Exercise =
Give back the lines of the records exactly, starting at the first and ending at the one with "Business logic layer".

----

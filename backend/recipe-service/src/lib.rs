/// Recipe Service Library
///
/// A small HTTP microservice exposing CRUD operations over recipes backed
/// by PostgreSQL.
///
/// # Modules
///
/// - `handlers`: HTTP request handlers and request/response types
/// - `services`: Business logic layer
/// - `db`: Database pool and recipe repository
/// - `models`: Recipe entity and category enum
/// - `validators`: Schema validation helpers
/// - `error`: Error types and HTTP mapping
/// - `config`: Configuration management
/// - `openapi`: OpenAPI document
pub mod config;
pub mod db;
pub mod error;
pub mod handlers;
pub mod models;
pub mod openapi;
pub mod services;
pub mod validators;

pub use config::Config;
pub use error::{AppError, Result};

----

Expected answer =
filename backend/recipe-service/src/lib.rs
/// Recipe Service Library
///
/// A small HTTP microservice exposing CRUD operations over recipes backed
/// by PostgreSQL.
///
/// # Modules
///
/// - `handlers`: HTTP request handlers and request/response types
/// - `services`: Business logic layer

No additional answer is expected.